WHAT IS EXPECTED:
Transcribe the entire listing, keeping each word as it is.

[Start of Attachment]

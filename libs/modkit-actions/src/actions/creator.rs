//! `create`: insert one row and return its fresh projection.

use async_trait::async_trait;
use sea_orm::DatabaseTransaction;
use serde_json::Value;

use super::{ActionContext, EntityAction, insert_rows};
use crate::error::ActionError;
use crate::hooks::HookSlot;
use crate::record::{Record, sub_record};
use crate::runner::{Runner, TxScope};

#[derive(Clone, Debug)]
pub struct Creator {
    ctx: ActionContext,
}

impl Creator {
    #[must_use]
    pub fn new(ctx: ActionContext) -> Self {
        Self { ctx }
    }

    async fn write(&self, runner: Runner<'_>, values: Record) -> Result<Option<Record>, ActionError> {
        let d = &self.ctx.descriptor;
        let keys = insert_rows(runner, d, std::slice::from_ref(&values), false)
            .await
            .map_err(|e| {
                ActionError::from_write(e, || self.ctx.conflict_message(), || format!("Could not create {}", d.noun()))
            })?;
        match keys.first() {
            Some(keys) => Ok(self.ctx.select_by_keys(runner, keys).await?),
            None => Ok(None),
        }
    }

    /// Insert the `createColumns` of `args` (filled from the configured
    /// defaults) and return the stored row.
    ///
    /// # Errors
    /// `Conflict` on a duplicate key or unique tuple, `Server` on any other
    /// store failure. An owned transaction is rolled back first.
    #[tracing::instrument(
        name = "create",
        skip_all,
        fields(entity = %self.ctx.descriptor.entity_name())
    )]
    pub async fn create(&self, args: &Record, tx: Option<&DatabaseTransaction>) -> Result<Option<Record>, ActionError> {
        let d = &self.ctx.descriptor;
        let values = sub_record(args, d.create_columns(), d.default_create_args());
        let values = self.ctx.record_hook(HookSlot::OnWillCreate, values, args)?;
        tracing::debug!(values = %self.ctx.loggable(&values), "creating");

        let scope = TxScope::begin(&self.ctx.conn, tx).await?;
        let result = self.write(scope.runner(), values).await;
        let row = scope.finish(result).await?;
        self.ctx.optional_record_hook(HookSlot::OnCreateResult, row, args)
    }
}

#[async_trait]
impl EntityAction for Creator {
    fn name(&self) -> &str {
        "create"
    }

    async fn invoke(&self, args: Record, tx: Option<&DatabaseTransaction>) -> Result<Value, ActionError> {
        Ok(self.create(&args, tx).await?.map_or(Value::Null, Value::Object))
    }
}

[End of Attachment]

WRITTEN RESPONSE:
filename libs/modkit-actions/src/actions/creator.rs
//! `create`: insert one row and return its fresh projection.

use async_trait::async_trait;
use sea_orm::DatabaseTransaction;
use serde_json::Value;

use super::{ActionContext, EntityAction, insert_rows};
use crate::error::ActionError;
use crate::hooks::HookSlot;
use crate::record::{Record, sub_record};
use crate::runner::{Runner, TxScope};

#[derive(Clone, Debug)]
pub struct Creator {
    ctx: ActionContext,
}

impl Creator {
    #[must_use]
    pub fn new(ctx: ActionContext) -> Self {
        Self { ctx }
    }

    async fn write(&self, runner: Runner<'_>, values: Record) -> Result<Option<Record>, ActionError> {
        let d = &self.ctx.descriptor;
        let keys = insert_rows(runner, d, std::slice::from_ref(&values), false)
            .await
            .map_err(|e| {
                ActionError::from_write(e, || self.ctx.conflict_message(), || format!("Could not create {}", d.noun()))
            })?;
        match keys.first() {
            Some(keys) => Ok(self.ctx.select_by_keys(runner, keys).await?),
            None => Ok(None),
        }
    }

    /// Insert the `createColumns` of `args` (filled from the configured
    /// defaults) and return the stored row.
    ///
    /// # Errors
    /// `Conflict` on a duplicate key or unique tuple, `Server` on any other
    /// store failure. An owned transaction is rolled back first.
    #[tracing::instrument(
        name = "create",
        skip_all,
        fields(entity = %self.ctx.descriptor.entity_name())
    )]
    pub async fn create(&self, args: &Record, tx: Option<&DatabaseTransaction>) -> Result<Option<Record>, ActionError> {
        let d = &self.ctx.descriptor;
        let values = sub_record(args, d.create_columns(), d.default_create_args());
        let values = self.ctx.record_hook(HookSlot::OnWillCreate, values, args)?;
        tracing::debug!(values = %self.ctx.loggable(&values), "creating");

        let scope = TxScope::begin(&self.ctx.conn, tx).await?;
        let result = self.write(scope.runner(), values).await;
        let row = scope.finish(result).await?;
        self.ctx.optional_record_hook(HookSlot::OnCreateResult, row, args)
    }
}

#[async_trait]
impl EntityAction for Creator {
    fn name(&self) -> &str {
        "create"
    }

    async fn invoke(&self, args: Record, tx: Option<&DatabaseTransaction>) -> Result<Value, ActionError> {
        Ok(self.create(&args, tx).await?.map_or(Value::Null, Value::Object))
    }
}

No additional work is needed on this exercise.